John Dickerson

John Dickerson is a CBS senior national correspondent and Chief Political Analyst. He is also a Contributing Writer to The Atlantic and is co-host of the Slate Political Gabfest.

Humor and Leaders: John Lewis Gaddis

I have been going through stacks of papers finding things I never had time to put in The Hardest Job in the World.

Here is an exchange with John Lewis Gaddis on his latest book On Grand Strategy

We had a wonderful, wide ranging conversation on the CBS This Morning podcast, but here’s a part I particularly liked about the necessity of humor:

26:59 JG: A sense of humour I think is critical in all of this. It’s that ability to assess yourself and not take yourself too seriously. And I think that’s something that Octavian and Augustus had, Elizabeth I had, certainly FDR had but at the same time Xerxes did not, Philip II did not, Napoleon certainly did not, even Woodrow Wilson did not. And I see that as one of the key indicators.

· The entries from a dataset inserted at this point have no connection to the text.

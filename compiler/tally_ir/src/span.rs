//! Source location spans.

use std::fmt;

/// Byte range inside one script fragment.
///
/// `end` is exclusive. Offsets are `u32`; fragments longer than that are
/// rejected by the lexer before any span is built.
#[derive(Copy, Clone, Eq, PartialEq, Hash, Default)]
pub struct Span {
    pub start: u32,
    pub end: u32,
}

impl Span {
    /// Span for nodes synthesized without source text.
    pub const DUMMY: Span = Span { start: 0, end: 0 };

    #[inline]
    pub const fn new(start: u32, end: u32) -> Self {
        Span { start, end }
    }

    /// Convert a lexer byte range, returning `None` past `u32::MAX`.
    #[inline]
    pub fn try_from_range(range: std::ops::Range<usize>) -> Option<Self> {
        let start = u32::try_from(range.start).ok()?;
        let end = u32::try_from(range.end).ok()?;
        Some(Span { start, end })
    }

    #[inline]
    pub const fn len(&self) -> u32 {
        self.end - self.start
    }

    #[inline]
    pub const fn is_empty(&self) -> bool {
        self.start == self.end
    }

    /// Merge two spans to create one covering both.
    #[inline]
    #[must_use]
    pub fn merge(self, other: Span) -> Span {
        Span {
            start: self.start.min(other.start),
            end: self.end.max(other.end),
        }
    }

    #[inline]
    pub fn to_range(&self) -> std::ops::Range<usize> {
        self.start as usize..self.end as usize
    }
}

impl fmt::Debug for Span {
    fn fmt(&self, f: &mut fmt::Formatter<'_>) -> fmt::Result {
        write!(f, "{}..{}", self.start, self.end)
    }
}

impl fmt::Display for Span {
    fn fmt(&self, f: &mut fmt::Formatter<'_>) -> fmt::Result {
        write!(f, "{}..{}", self.start, self.end)
    }
}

27:42 JD: Robert Gates said one key thing in presidential attributes was a sense of humor. He said Nixon and Carter didn’t have a sense of humor. Let’s stay on the sense of humor. If they can laugh at themselves it demonstrates what in their character?

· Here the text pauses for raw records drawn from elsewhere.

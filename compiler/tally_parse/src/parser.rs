//! Recursive descent parser.
//!
//! Precedence, loosest first:
//! - assignment (`$x = ...`, statement level only)
//! - `+ -`
//! - `* / %`
//! - unary `-`
//! - `^` (right-associative)
//! - primary

use tally_ir::{
    AssignTarget, BinaryOp, Literal, Node, RollDeclaration, RollExpression, Script, Span, UnaryOp,
};

use crate::lexer::{tokenize, Token};
use crate::ParseError;

/// Parse `source` into a script.
#[tracing::instrument(level = "debug", skip_all, fields(len = source.len()))]
pub fn parse(source: &str) -> Result<Script, ParseError> {
    let tokens = tokenize(source)?;
    let mut parser = Parser::new(source, tokens);
    let statements = parser.parse_statements()?;
    tracing::debug!(
        statements = statements.len(),
        rolls = parser.rolls.len(),
        "parsed script"
    );
    Ok(Script::new(statements, parser.rolls))
}

struct Parser<'src> {
    source: &'src str,
    tokens: Vec<(Token, Span)>,
    pos: usize,
    end: Span,
    rolls: Vec<RollDeclaration>,
}

impl<'src> Parser<'src> {
    fn new(source: &'src str, tokens: Vec<(Token, Span)>) -> Self {
        // tokenize already rejected sources whose length overflows u32
        let len = u32::try_from(source.len()).unwrap_or(u32::MAX);
        Parser {
            source,
            tokens,
            pos: 0,
            end: Span::new(len, len),
            rolls: Vec::new(),
        }
    }

    // Token navigation

    fn current(&self) -> Option<&Token> {
        self.tokens.get(self.pos).map(|(token, _)| token)
    }

    fn current_span(&self) -> Span {
        self.tokens.get(self.pos).map_or(self.end, |(_, span)| *span)
    }

    fn peek(&self) -> Option<&Token> {
        self.tokens.get(self.pos + 1).map(|(token, _)| token)
    }

    fn previous_span(&self) -> Span {
        self.pos
            .checked_sub(1)
            .and_then(|index| self.tokens.get(index))
            .map_or(self.end, |(_, span)| *span)
    }

    fn advance(&mut self) -> Option<(Token, Span)> {
        let item = self.tokens.get(self.pos).cloned();
        if item.is_some() {
            self.pos += 1;
        }
        item
    }

    fn check(&self, token: &Token) -> bool {
        self.current() == Some(token)
    }

    fn consume(&mut self, token: &Token, expected: &'static str) -> Result<Span, ParseError> {
        if self.check(token) {
            let span = self.current_span();
            self.pos += 1;
            Ok(span)
        } else {
            Err(self.unexpected(expected))
        }
    }

    fn skip_newlines(&mut self) {
        while self.check(&Token::Newline) {
            self.pos += 1;
        }
    }

    fn skip_separators(&mut self) {
        while matches!(self.current(), Some(Token::Newline | Token::Semicolon)) {
            self.pos += 1;
        }
    }

    #[cold]
    fn unexpected(&self, expected: &'static str) -> ParseError {
        match self.current() {
            Some(token) => ParseError::UnexpectedToken {
                expected,
                found: token.describe(),
                span: self.current_span(),
            },
            None => ParseError::UnexpectedEnd {
                expected,
                span: self.end,
            },
        }
    }

    // Statements

    fn parse_statements(&mut self) -> Result<Vec<Node>, ParseError> {
        let mut statements = Vec::new();
        self.skip_separators();
        while self.current().is_some() {
            statements.push(self.parse_statement()?);
            if self.current().is_some()
                && !matches!(self.current(), Some(Token::Newline | Token::Semicolon))
            {
                return Err(self.unexpected("`;` or end of line"));
            }
            self.skip_separators();
        }
        Ok(statements)
    }

    fn parse_statement(&mut self) -> Result<Node, ParseError> {
        if self.peek() == Some(&Token::Eq) {
            let target = match self.current() {
                Some(Token::Variable(name)) => Some(AssignTarget::Variable(name.clone())),
                Some(Token::Property(name)) => Some(AssignTarget::Property(name.clone())),
                Some(Token::RollRef(name)) => Some(AssignTarget::Roll(name.clone())),
                _ => None,
            };
            if let Some(target) = target {
                let start = self.current_span();
                self.pos += 2;
                self.skip_newlines();
                let value = self.parse_expr()?;
                let span = start.merge(value.span());
                return Ok(Node::Assign {
                    target,
                    value: Box::new(value),
                    span,
                });
            }
        }
        self.parse_expr()
    }

    // Expressions

    fn parse_expr(&mut self) -> Result<Node, ParseError> {
        let mut left = self.parse_term()?;
        loop {
            let op = match self.current() {
                Some(Token::Plus) => BinaryOp::Add,
                Some(Token::Minus) => BinaryOp::Sub,
                _ => break,
            };
            self.pos += 1;
            self.skip_newlines();
            let right = self.parse_term()?;
            left = binary(op, left, right);
        }
        Ok(left)
    }

    fn parse_term(&mut self) -> Result<Node, ParseError> {
        let mut left = self.parse_unary()?;
        loop {
            let op = match self.current() {
                Some(Token::Star) => BinaryOp::Mul,
                Some(Token::Slash) => BinaryOp::Div,
                Some(Token::Percent) => BinaryOp::Mod,
                _ => break,
            };
            self.pos += 1;
            self.skip_newlines();
            let right = self.parse_unary()?;
            left = binary(op, left, right);
        }
        Ok(left)
    }

    fn parse_unary(&mut self) -> Result<Node, ParseError> {
        if self.check(&Token::Minus) {
            let start = self.current_span();
            self.pos += 1;
            let operand = self.parse_unary()?;
            let span = start.merge(operand.span());
            return Ok(Node::Unary {
                op: UnaryOp::Neg,
                operand: Box::new(operand),
                span,
            });
        }
        self.parse_power()
    }

    fn parse_power(&mut self) -> Result<Node, ParseError> {
        let base = self.parse_primary()?;
        if self.check(&Token::Caret) {
            self.pos += 1;
            self.skip_newlines();
            // Right-associative, and the exponent may be negated: 2^-1
            let exponent = self.parse_unary()?;
            return Ok(binary(BinaryOp::Pow, base, exponent));
        }
        Ok(base)
    }

    fn parse_primary(&mut self) -> Result<Node, ParseError> {
        let Some((token, span)) = self.advance() else {
            return Err(self.unexpected("an expression"));
        };

        match token {
            Token::Long(value) => Ok(literal(Literal::Long(value), span)),
            Token::Double(value) => Ok(literal(Literal::Double(value), span)),
            Token::Str(value) => Ok(literal(Literal::String(value), span)),
            Token::Variable(name) => Ok(Node::Variable { name, span }),
            Token::Property(name) => Ok(Node::Property { name, span }),
            Token::RollRef(name) => Ok(Node::RollRef { name, span }),
            Token::LParen => {
                self.skip_newlines();
                let inner = self.parse_expr()?;
                self.skip_newlines();
                self.consume(&Token::RParen, "`)`")?;
                Ok(inner)
            }
            Token::Ident(name) if self.check(&Token::LParen) => self.parse_call(name, span),
            Token::Ident(notation) | Token::DiceWord(notation) => {
                Ok(self.declare_roll(RollExpression::new(notation), span))
            }
            Token::LBrace => self.parse_braced_roll(span),
            _ => {
                self.pos -= 1;
                Err(self.unexpected("an expression"))
            }
        }
    }

    fn parse_call(&mut self, name: String, start: Span) -> Result<Node, ParseError> {
        self.consume(&Token::LParen, "`(`")?;
        self.skip_newlines();
        let mut args = Vec::new();
        while !self.check(&Token::RParen) {
            args.push(self.parse_expr()?);
            self.skip_newlines();
            if !self.check(&Token::RParen) {
                self.consume(&Token::Comma, "`,` or `)`")?;
                self.skip_newlines();
            }
        }
        let end = self.consume(&Token::RParen, "`)`")?;
        Ok(Node::Call {
            name,
            args,
            span: start.merge(end),
        })
    }

    /// `{3d6}` rolls verbosely without summing; `{+3d6}` sums as well.
    /// The notation is the raw text between the braces.
    fn parse_braced_roll(&mut self, start: Span) -> Result<Node, ParseError> {
        let sum = self.check(&Token::Plus);
        if sum {
            self.pos += 1;
        }
        let first = self.pos;
        let notation_start = self.current_span();
        while !matches!(
            self.current(),
            Some(Token::RBrace | Token::Newline | Token::Semicolon) | None
        ) {
            self.pos += 1;
        }
        if self.pos == first {
            return Err(self.unexpected("a dice notation"));
        }
        let notation_end = self.previous_span();
        let end = self.consume(&Token::RBrace, "`}`")?;

        let notation = self.source[notation_start.merge(notation_end).to_range()]
            .trim()
            .to_string();
        let expression = RollExpression::new(notation)
            .with_verbose(true)
            .with_sum(sum);
        Ok(self.declare_roll(expression, start.merge(end)))
    }

    /// Record `expression` under the next automatic roll name.
    fn declare_roll(&mut self, expression: RollExpression, span: Span) -> Node {
        let name = format!("roll{}", self.rolls.len() + 1);
        self.rolls.push(RollDeclaration {
            name: name.clone(),
            expression,
        });
        Node::Roll { name, span }
    }
}

fn literal(value: Literal, span: Span) -> Node {
    Node::Literal { value, span }
}

fn binary(op: BinaryOp, left: Node, right: Node) -> Node {
    let span = left.span().merge(right.span());
    Node::Binary {
        op,
        left: Box::new(left),
        right: Box::new(right),
        span,
    }
}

28:00 JG: It demonstrates first of all self awareness and an awareness of one’s own limitations. You have to be aware that your capabilities are not compatible with your aspirations in all respects. A sense of that — do you regard it as a tragedy as Philip II did or do you regard it as a comedy as I think in some ways FDR, Octavian, others did. It’s the ability to assess yourself, to self correct, that’s always easier for someone who has a sense of humor. It’s the basis for one of the great distinctions that Isaiah Berlin made in his philosophical writing. He said that positive liberty is the kind of liberty in which you are told how to be happy. Starts out sounding good but is terrible. Negative liberty is the respect for individual autonomy, the freedom to decide for yourself what makes you happy. And that would be democracy, autonomy. And I think this gets back to temperament because I know very few positive liberty thinkers who have a sense of humor. I know of a considerable number of negative liberty thinkers who did. And I think that maybe another one of these key indicators that tells you something.